Could you copy every line of the data that contains "Serialize"?

Stored data:
________________________

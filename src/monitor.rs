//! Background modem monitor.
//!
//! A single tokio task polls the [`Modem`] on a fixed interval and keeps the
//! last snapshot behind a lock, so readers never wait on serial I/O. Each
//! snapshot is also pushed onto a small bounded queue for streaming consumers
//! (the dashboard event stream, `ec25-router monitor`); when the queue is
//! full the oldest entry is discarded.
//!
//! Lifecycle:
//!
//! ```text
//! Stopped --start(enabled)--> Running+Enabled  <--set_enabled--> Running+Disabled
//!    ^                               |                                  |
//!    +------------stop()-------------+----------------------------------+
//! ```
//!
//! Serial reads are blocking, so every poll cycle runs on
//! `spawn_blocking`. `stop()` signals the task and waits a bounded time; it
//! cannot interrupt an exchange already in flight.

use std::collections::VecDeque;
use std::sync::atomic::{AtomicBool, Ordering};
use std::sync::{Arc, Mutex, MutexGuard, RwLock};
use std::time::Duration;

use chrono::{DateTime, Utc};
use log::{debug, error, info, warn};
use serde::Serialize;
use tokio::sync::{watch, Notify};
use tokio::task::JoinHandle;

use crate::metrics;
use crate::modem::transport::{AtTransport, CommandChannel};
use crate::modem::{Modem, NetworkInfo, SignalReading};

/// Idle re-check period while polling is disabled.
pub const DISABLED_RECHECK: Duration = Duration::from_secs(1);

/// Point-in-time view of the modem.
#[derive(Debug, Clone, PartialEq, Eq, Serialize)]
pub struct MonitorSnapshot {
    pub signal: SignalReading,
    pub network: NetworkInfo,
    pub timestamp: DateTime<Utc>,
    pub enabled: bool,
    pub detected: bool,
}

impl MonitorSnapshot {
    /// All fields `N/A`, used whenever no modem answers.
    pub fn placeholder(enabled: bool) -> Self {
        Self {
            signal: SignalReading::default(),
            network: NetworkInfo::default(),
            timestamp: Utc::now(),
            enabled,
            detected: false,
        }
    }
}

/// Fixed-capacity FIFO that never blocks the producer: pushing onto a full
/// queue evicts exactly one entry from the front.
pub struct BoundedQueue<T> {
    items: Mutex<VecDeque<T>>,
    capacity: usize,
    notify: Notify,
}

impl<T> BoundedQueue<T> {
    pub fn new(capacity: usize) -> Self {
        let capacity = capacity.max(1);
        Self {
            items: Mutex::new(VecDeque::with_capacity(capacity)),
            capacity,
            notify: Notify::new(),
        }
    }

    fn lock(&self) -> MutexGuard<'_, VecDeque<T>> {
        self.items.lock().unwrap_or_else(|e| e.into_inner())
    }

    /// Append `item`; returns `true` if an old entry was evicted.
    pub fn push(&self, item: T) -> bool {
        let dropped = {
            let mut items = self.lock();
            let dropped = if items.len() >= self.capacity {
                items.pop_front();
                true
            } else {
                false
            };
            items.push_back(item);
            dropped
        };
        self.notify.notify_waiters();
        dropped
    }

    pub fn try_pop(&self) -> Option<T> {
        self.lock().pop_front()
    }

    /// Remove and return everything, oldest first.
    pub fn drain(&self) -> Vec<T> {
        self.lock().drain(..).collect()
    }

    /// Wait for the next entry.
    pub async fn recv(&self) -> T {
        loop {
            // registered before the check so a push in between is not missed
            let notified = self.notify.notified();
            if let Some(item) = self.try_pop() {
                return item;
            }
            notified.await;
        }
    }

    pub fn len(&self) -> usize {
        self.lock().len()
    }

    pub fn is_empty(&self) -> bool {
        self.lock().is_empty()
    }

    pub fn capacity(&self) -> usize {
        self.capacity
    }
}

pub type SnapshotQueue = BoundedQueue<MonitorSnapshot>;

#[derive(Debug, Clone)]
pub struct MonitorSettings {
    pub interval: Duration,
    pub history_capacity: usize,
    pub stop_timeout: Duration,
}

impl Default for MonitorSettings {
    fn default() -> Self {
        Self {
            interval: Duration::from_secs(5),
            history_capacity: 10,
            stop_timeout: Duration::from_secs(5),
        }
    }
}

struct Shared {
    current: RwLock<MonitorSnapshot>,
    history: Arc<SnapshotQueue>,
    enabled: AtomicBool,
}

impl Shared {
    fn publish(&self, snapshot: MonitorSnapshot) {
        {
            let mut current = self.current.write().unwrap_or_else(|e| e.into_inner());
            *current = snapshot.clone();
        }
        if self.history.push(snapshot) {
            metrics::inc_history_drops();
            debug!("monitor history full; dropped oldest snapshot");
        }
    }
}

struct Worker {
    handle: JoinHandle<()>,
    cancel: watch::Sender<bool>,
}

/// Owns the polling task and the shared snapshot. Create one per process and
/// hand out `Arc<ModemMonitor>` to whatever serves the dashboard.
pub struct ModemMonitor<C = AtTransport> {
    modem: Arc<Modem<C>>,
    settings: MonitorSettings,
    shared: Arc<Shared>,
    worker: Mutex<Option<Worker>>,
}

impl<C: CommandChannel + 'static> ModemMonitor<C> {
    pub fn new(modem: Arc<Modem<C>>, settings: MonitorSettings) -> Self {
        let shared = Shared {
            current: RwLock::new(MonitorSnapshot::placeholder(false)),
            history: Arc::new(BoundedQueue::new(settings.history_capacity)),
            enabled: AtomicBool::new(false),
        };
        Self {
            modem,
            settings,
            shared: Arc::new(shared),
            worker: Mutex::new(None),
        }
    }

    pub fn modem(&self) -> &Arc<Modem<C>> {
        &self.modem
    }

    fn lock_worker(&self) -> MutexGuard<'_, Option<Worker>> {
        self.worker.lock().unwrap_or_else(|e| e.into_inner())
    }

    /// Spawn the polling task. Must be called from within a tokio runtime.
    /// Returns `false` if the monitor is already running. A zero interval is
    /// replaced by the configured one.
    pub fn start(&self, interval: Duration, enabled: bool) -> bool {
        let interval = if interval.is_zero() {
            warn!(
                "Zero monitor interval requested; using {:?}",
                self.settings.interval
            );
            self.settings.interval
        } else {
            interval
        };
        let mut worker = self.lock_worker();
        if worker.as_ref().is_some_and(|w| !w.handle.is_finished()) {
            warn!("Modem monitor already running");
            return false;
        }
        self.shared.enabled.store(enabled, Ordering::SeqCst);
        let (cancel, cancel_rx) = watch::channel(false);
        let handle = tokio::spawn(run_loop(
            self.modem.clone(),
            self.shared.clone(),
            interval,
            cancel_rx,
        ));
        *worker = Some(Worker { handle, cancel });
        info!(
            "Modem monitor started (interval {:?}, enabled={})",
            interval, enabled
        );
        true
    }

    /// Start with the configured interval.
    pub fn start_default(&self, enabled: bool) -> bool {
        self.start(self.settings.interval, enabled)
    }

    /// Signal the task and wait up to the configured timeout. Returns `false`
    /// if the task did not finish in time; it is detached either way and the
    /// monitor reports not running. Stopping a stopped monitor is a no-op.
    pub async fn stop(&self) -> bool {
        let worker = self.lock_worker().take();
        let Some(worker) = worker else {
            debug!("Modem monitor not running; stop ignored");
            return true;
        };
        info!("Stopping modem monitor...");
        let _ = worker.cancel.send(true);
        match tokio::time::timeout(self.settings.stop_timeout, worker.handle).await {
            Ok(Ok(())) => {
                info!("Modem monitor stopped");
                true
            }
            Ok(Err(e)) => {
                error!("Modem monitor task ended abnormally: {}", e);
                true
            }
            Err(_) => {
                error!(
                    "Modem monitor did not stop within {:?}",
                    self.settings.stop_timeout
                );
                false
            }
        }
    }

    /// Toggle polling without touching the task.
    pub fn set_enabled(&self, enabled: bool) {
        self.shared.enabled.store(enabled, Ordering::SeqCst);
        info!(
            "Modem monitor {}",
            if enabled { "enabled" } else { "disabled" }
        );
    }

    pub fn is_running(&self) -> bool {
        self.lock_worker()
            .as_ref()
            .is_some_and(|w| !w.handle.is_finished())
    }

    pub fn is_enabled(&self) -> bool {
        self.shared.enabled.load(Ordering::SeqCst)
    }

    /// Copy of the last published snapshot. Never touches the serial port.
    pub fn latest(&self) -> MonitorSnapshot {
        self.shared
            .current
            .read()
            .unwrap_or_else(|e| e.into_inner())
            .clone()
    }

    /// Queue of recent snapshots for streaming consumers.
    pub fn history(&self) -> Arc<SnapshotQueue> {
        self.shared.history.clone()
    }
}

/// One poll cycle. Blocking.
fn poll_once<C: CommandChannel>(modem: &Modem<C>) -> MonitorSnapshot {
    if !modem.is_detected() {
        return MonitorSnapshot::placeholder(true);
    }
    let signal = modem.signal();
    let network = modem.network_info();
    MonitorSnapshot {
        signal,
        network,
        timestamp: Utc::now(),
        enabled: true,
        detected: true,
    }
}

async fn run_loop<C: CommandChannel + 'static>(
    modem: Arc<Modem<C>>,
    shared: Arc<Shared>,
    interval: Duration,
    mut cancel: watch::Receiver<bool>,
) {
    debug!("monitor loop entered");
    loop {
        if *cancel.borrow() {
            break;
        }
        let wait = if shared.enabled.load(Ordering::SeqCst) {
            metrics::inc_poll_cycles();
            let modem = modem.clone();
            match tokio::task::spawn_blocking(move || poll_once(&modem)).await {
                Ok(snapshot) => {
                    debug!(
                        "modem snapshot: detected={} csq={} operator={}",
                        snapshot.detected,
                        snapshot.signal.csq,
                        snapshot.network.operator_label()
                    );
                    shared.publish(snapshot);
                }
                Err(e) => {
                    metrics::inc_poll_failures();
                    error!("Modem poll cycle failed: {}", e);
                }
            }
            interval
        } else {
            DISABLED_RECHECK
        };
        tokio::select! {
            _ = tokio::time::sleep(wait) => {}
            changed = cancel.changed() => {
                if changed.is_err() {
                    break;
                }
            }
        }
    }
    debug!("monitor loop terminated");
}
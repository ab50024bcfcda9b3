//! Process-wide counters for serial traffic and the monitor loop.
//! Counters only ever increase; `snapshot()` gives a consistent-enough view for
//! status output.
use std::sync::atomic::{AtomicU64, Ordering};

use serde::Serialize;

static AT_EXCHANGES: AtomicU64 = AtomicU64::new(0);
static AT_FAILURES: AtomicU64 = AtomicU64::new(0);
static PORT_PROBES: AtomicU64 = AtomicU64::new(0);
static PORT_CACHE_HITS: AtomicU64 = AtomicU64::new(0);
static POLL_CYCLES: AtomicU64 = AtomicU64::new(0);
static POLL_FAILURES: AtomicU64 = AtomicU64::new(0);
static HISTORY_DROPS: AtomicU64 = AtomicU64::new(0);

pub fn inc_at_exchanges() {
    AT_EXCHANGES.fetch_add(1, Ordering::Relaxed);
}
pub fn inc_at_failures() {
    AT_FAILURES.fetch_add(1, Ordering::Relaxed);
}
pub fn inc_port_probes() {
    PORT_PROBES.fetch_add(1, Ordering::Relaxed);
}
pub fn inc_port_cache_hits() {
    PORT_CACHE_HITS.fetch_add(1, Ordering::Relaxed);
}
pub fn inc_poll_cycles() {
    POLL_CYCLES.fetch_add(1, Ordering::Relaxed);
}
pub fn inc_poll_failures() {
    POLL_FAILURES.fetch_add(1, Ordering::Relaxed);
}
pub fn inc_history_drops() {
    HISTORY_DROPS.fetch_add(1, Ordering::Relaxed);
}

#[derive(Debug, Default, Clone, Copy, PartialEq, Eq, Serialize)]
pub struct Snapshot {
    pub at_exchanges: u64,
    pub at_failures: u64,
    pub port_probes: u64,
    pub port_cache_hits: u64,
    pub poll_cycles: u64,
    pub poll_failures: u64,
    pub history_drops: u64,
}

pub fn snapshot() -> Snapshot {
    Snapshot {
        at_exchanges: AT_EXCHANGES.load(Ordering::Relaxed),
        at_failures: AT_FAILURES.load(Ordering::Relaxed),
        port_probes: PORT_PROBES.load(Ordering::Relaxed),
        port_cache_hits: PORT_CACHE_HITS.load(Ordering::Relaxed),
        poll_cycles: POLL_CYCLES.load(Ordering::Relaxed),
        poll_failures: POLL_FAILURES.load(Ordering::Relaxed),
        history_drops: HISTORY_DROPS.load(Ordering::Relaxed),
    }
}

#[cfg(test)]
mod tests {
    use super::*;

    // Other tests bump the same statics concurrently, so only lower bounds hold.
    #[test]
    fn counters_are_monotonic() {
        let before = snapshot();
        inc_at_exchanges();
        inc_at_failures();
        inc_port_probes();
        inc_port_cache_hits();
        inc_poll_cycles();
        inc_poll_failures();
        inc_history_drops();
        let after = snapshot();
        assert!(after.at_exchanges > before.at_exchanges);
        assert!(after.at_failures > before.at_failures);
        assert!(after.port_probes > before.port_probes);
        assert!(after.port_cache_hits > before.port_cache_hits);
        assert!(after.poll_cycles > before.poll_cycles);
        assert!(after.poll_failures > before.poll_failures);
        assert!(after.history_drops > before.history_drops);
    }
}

________________________

● Your solution:
use serde::Serialize;
#[derive(Debug, Clone, PartialEq, Eq, Serialize)]
use serde::Serialize;
#[derive(Debug, Default, Clone, Copy, PartialEq, Eq, Serialize)]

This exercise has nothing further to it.